Even novel-reading can only do SO much to fend off end-of-semester end-of-tetheredness...

The last book I loved. (And Margaret Leroy's website is here.)

Other sustenance: Lauren Groff's The Monsters of Templeton (some of the voices ring truer than others, but it is a wonderfully good book, I very much look forward to reading her next one); Carol O'Connell's Crime School (I don't know how I missed this the first time round, I would have said I'd read all of her books - they are odd, but there is something irresistible about them, though I do not think that any of the Mallory books are as good as the standalone thriller The Judas Child); Harlan Coben's Hold Tight.

Sunday, April 19, 2009

"And also, I didn't want the pigs to eat her"

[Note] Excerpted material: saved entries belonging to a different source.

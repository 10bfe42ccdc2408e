// Copyright (c) 2025 Felix Kahle.
//
// Permission is hereby granted, free of charge, to any person obtaining
// a copy of this software and associated documentation files (the
// "Software"), to deal in the Software without restriction, including
// without limitation the rights to use, copy, modify, merge, publish,
// distribute, sublicense, and/or sell copies of the Software, and to
// permit persons to whom the Software is furnished to do so, subject to
// the following conditions:
//
// The above copyright notice and this permission notice shall be
// included in all copies or substantial portions of the Software.
//
// THE SOFTWARE IS PROVIDED "AS IS", WITHOUT WARRANTY OF ANY KIND,
// EXPRESS OR IMPLIED, INCLUDING BUT NOT LIMITED TO THE WARRANTIES OF
// MERCHANTABILITY, FITNESS FOR A PARTICULAR PURPOSE AND
// NONINFRINGEMENT. IN NO EVENT SHALL THE AUTHORS OR COPYRIGHT HOLDERS BE
// LIABLE FOR ANY CLAIM, DAMAGES OR OTHER LIABILITY, WHETHER IN AN ACTION
// OF CONTRACT, TORT OR OTHERWISE, ARISING FROM, OUT OF OR IN CONNECTION
// WITH THE SOFTWARE OR THE USE OR OTHER DEALINGS IN THE SOFTWARE.

use crate::common::Priority;
use crate::problem::err::{
    DuplicateRequesterIdError, EmptyRequesterIdError, NegativeDesiredCountError, ValidationError,
    ZeroSlotsError,
};
use crate::problem::night::{NightDate, NightRange};
use crate::problem::prob::{NightUniverse, Problem};
use crate::problem::req::{Requester, RequesterContainer, RequesterIdentifier};
use std::collections::BTreeSet;

/// One raw requester record as it arrives from an input adapter, before
/// any validation or date normalization.
#[derive(Debug, Clone, PartialEq, Eq)]
pub struct RequesterRow {
    pub id: String,
    pub name: String,
    pub desired_nights: i64,
    pub requested_dates: Vec<String>,
    pub priority: Option<i64>,
}

impl RequesterRow {
    #[inline]
    pub fn new(id: impl Into<String>, name: impl Into<String>, desired_nights: i64) -> Self {
        Self {
            id: id.into(),
            name: name.into(),
            desired_nights,
            requested_dates: Vec::new(),
            priority: None,
        }
    }

    #[inline]
    pub fn with_requested_dates<I, S>(mut self, dates: I) -> Self
    where
        I: IntoIterator<Item = S>,
        S: Into<String>,
    {
        self.requested_dates = dates.into_iter().map(Into::into).collect();
        self
    }

    #[inline]
    pub fn with_priority(mut self, tier: i64) -> Self {
        self.priority = Some(tier);
        self
    }
}

/// Turns raw requester rows into a validated [`Problem`].
///
/// Fatal conditions (empty or duplicate id, negative desired count, zero
/// headcount) abort the build with a [`ValidationError`]. Per-token
/// malformed data (unparseable dates, out-of-range priority tiers) is
/// corrected by omission or default and never aborts the build.
#[derive(Debug, Clone, Default)]
pub struct ProblemBuilder {
    rows: Vec<RequesterRow>,
    slots_per_night: Option<u32>,
    range: Option<NightRange>,
}

impl ProblemBuilder {
    #[inline]
    pub fn new() -> Self {
        Self::default()
    }

    /// Uniform headcount required per night. Defaults to 1.
    #[inline]
    pub fn with_slots_per_night(mut self, slots: u32) -> Self {
        self.slots_per_night = Some(slots);
        self
    }

    /// Switches the night universe from sparse (derived from requests) to
    /// the given explicit inclusive range.
    #[inline]
    pub fn with_night_range(mut self, range: NightRange) -> Self {
        self.range = Some(range);
        self
    }

    #[inline]
    pub fn add_row(&mut self, row: RequesterRow) -> &mut Self {
        self.rows.push(row);
        self
    }

    #[inline]
    pub fn with_rows<I>(mut self, rows: I) -> Self
    where
        I: IntoIterator<Item = RequesterRow>,
    {
        self.rows = rows.into_iter().collect();
        self
    }

    pub fn build(self) -> Result<Problem, ValidationError> {
        let slots = self.slots_per_night.unwrap_or(1);
        if slots == 0 {
            return Err(ZeroSlotsError)?;
        }

        let mut requesters = RequesterContainer::with_capacity(self.rows.len());
        for (row_index, row) in self.rows.into_iter().enumerate() {
            let id_raw = row.id.trim();
            if id_raw.is_empty() {
                return Err(EmptyRequesterIdError::new(row_index, row.name))?;
            }
            let id = RequesterIdentifier::new(id_raw.to_string());
            if requesters.contains_id(&id) {
                return Err(DuplicateRequesterIdError::new(id))?;
            }

            if row.desired_nights < 0 {
                return Err(NegativeDesiredCountError::new(id, row.desired_nights))?;
            }
            let desired = row.desired_nights as u32;

            let priority = match row.priority {
                None => Priority::default(),
                Some(tier) => Priority::from_tier(tier).unwrap_or_else(|| {
                    tracing::debug!(
                        requester = %id,
                        tier,
                        "priority tier outside 1..=3, falling back to medium"
                    );
                    Priority::default()
                }),
            };

            let mut requests = BTreeSet::new();
            for token in &row.requested_dates {
                if token.trim().is_empty() {
                    continue;
                }
                match NightDate::parse(token) {
                    Ok(night) => {
                        requests.insert(night);
                    }
                    Err(err) => {
                        tracing::debug!(requester = %id, %err, "dropping unparseable date token");
                    }
                }
            }

            requesters.insert(Requester::new(
                id,
                row.name.trim().to_string(),
                desired,
                priority,
                requests,
            ));
        }

        let universe = match self.range {
            Some(range) => NightUniverse::Dense(range),
            None => NightUniverse::Sparse,
        };

        Ok(Problem::new(requesters, universe, slots))
    }
}
// Copyright (c) 2025 Felix Kahle.
//
// Permission is hereby granted, free of charge, to any person obtaining
// a copy of this software and associated documentation files (the
// "Software"), to deal in the Software without restriction, including
// without limitation the rights to use, copy, modify, merge, publish,
// distribute, sublicense, and/or sell copies of the Software, and to
// permit persons to whom the Software is furnished to do so, subject to
// the following conditions:
//
// The above copyright notice and this permission notice shall be
// included in all copies or substantial portions of the Software.
//
// THE SOFTWARE IS PROVIDED "AS IS", WITHOUT WARRANTY OF ANY KIND,
// EXPRESS OR IMPLIED, INCLUDING BUT NOT LIMITED TO THE WARRANTIES OF
// MERCHANTABILITY, FITNESS FOR A PARTICULAR PURPOSE AND
// NONINFRINGEMENT. IN NO EVENT SHALL THE AUTHORS OR COPYRIGHT HOLDERS BE
// LIABLE FOR ANY CLAIM, DAMAGES OR OTHER LIABILITY, WHETHER IN AN ACTION
// OF CONTRACT, TORT OR OTHERWISE, ARISING FROM, OUT OF OR IN CONNECTION
// WITH THE SOFTWARE OR THE USE OR OTHER DEALINGS IN THE SOFTWARE.

pub mod err;

use crate::problem::prob::Problem;
use crate::solution::sol::Solution;
use crate::validation::err::{
    DuplicateAssignmentError, NightOverfilledError, SolutionValidationError,
    UnknownRequesterError, UnrequestedAssignmentError,
};
use std::collections::HashSet;

/// Checks a finished schedule against the problem it was produced for.
///
/// The checked invariants are the ones every strategy must uphold:
/// every assignee exists and requested the night, no requester appears
/// twice on the same night, and no night exceeds the headcount.
#[derive(Debug, Clone, Copy, Default, PartialEq, Eq)]
pub struct SolutionValidator;

impl SolutionValidator {
    #[inline]
    pub fn new() -> Self {
        Self
    }

    pub fn validate(
        &self,
        problem: &Problem,
        solution: &Solution,
    ) -> Result<(), SolutionValidationError> {
        for (night, ids) in solution.iter() {
            if ids.len() > problem.slots_per_night() as usize {
                return Err(NightOverfilledError::new(
                    night,
                    ids.len(),
                    problem.slots_per_night(),
                ))?;
            }

            let mut seen = HashSet::with_capacity(ids.len());
            for id in ids {
                if !seen.insert(id) {
                    return Err(DuplicateAssignmentError::new(night, id.clone()))?;
                }
                let requester = problem
                    .requester(id)
                    .ok_or_else(|| UnknownRequesterError::new(id.clone()))?;
                if !requester.has_requested(night) {
                    return Err(UnrequestedAssignmentError::new(night, id.clone()))?;
                }
            }
        }
        Ok(())
    }
}

#[cfg(test)]
mod tests {
    use super::*;
    use crate::problem::builder::{ProblemBuilder, RequesterRow};
    use crate::problem::night::NightDate;
    use crate::problem::req::RequesterIdentifier;
    use chrono::NaiveDate;
    use std::collections::BTreeMap;

    #[inline]
    fn rid(s: &str) -> RequesterIdentifier {
        RequesterIdentifier::new(s.to_string())
    }

    #[inline]
    fn nd(y: i32, m: u32, d: u32) -> NightDate {
        NightDate::new(NaiveDate::from_ymd_opt(y, m, d).unwrap())
    }

    fn problem(slots: u32) -> Problem {
        ProblemBuilder::new()
            .with_slots_per_night(slots)
            .with_rows([
                RequesterRow::new("a", "A", 2)
                    .with_requested_dates(["2025-03-01", "2025-03-02"]),
                RequesterRow::new("b", "B", 1).with_requested_dates(["2025-03-01"]),
            ])
            .build()
            .unwrap()
    }

    fn solution(entries: &[(NightDate, &[&str])]) -> Solution {
        let mut schedule = BTreeMap::new();
        for &(night, ids) in entries {
            schedule.insert(night, ids.iter().map(|s| rid(s)).collect());
        }
        Solution::from_schedule(schedule)
    }

    #[test]
    fn test_valid_solution_passes() {
        let p = problem(2);
        let s = solution(&[
            (nd(2025, 3, 1), &["a", "b"]),
            (nd(2025, 3, 2), &["a"]),
        ]);
        assert!(SolutionValidator::new().validate(&p, &s).is_ok());
    }

    #[test]
    fn test_overfilled_night_is_rejected() {
        let p = problem(1);
        let s = solution(&[(nd(2025, 3, 1), &["a", "b"])]);
        let err = SolutionValidator::new().validate(&p, &s).unwrap_err();
        match err {
            SolutionValidationError::NightOverfilled(e) => {
                assert_eq!(e.night(), nd(2025, 3, 1));
                assert_eq!(e.assigned(), 2);
                assert_eq!(e.slots(), 1);
            }
            other => panic!("expected NightOverfilled, got {other:?}"),
        }
    }

    #[test]
    fn test_duplicate_assignment_is_rejected() {
        let p = problem(2);
        let s = solution(&[(nd(2025, 3, 1), &["a", "a"])]);
        let err = SolutionValidator::new().validate(&p, &s).unwrap_err();
        match err {
            SolutionValidationError::DuplicateAssignment(e) => {
                assert_eq!(e.id(), &rid("a"));
            }
            other => panic!("expected DuplicateAssignment, got {other:?}"),
        }
    }

    #[test]
    fn test_unknown_requester_is_rejected() {
        let p = problem(2);
        let s = solution(&[(nd(2025, 3, 1), &["ghost"])]);
        let err = SolutionValidator::new().validate(&p, &s).unwrap_err();
        match err {
            SolutionValidationError::UnknownRequester(e) => assert_eq!(e.id(), &rid("ghost")),
            other => panic!("expected UnknownRequester, got {other:?}"),
        }
    }

    #[test]
    fn test_unrequested_assignment_is_rejected() {
        let p = problem(2);
        let s = solution(&[(nd(2025, 3, 2), &["b"])]);
        let err = SolutionValidator::new().validate(&p, &s).unwrap_err();
        match err {
            SolutionValidationError::UnrequestedAssignment(e) => {
                assert_eq!(e.id(), &rid("b"));
                assert_eq!(e.night(), nd(2025, 3, 2));
            }
            other => panic!("expected UnrequestedAssignment, got {other:?}"),
        }
    }

    #[test]
    fn test_empty_solution_passes() {
        let p = problem(1);
        assert!(SolutionValidator::new()
            .validate(&p, &Solution::empty())
            .is_ok());
    }
}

Jane Goodall interviewed at Salon. (Thanks to Shanna for the link.)

Status updates

Sree Sreenivasan's tips for Twitter newbies.

(I am trying to sell myself on it - I finally signed up for an account last week, after deciding that it was foolish for me to dismiss it without having even tried it - I will give it a few months - but I think it is not for me. Not least because I don't text-message, either, or [really!] ever use my cellphone out of the house unless I absolutely have to - and I would think that a great part of the Twitter appeal is that it can be done from a mobile device. I think I do not have a great urge to update the world on my status!)

Friday, April 17, 2009

Gîte to gîte

James Lasdun always feels very much among his kind when he steps into a Dostoevsky novel. (FT site registration required.)

Tapping a vein

This fellow really has hit the jackpot!

(Hmmm, I have been worrying a lot about money recently - like almost everyone else in the world! - I do not know that setting out to write a bestseller really is the way to write one, there is an element of the fortuitous that seems somewhat beyond rational ken, but it certainly would be convenient if I came up with a highly lucrative book project in the near future...)

The story is by Alison Flood, for the Guardian:
"I wouldn't say anyone ever singlehandedly created anything (unless maybe they were in complete isolation for their entire lives and then suddenly invented Velcro or something) but I do think that Seth has tapped a vein here," said acquiring editor Ben Greenberg. "I had been aware of Pride and Prejudice and Zombies when the online buzz started a while back, and so when this idea was pitched, it just immediately made sense to me and I thought it was a great direction for him."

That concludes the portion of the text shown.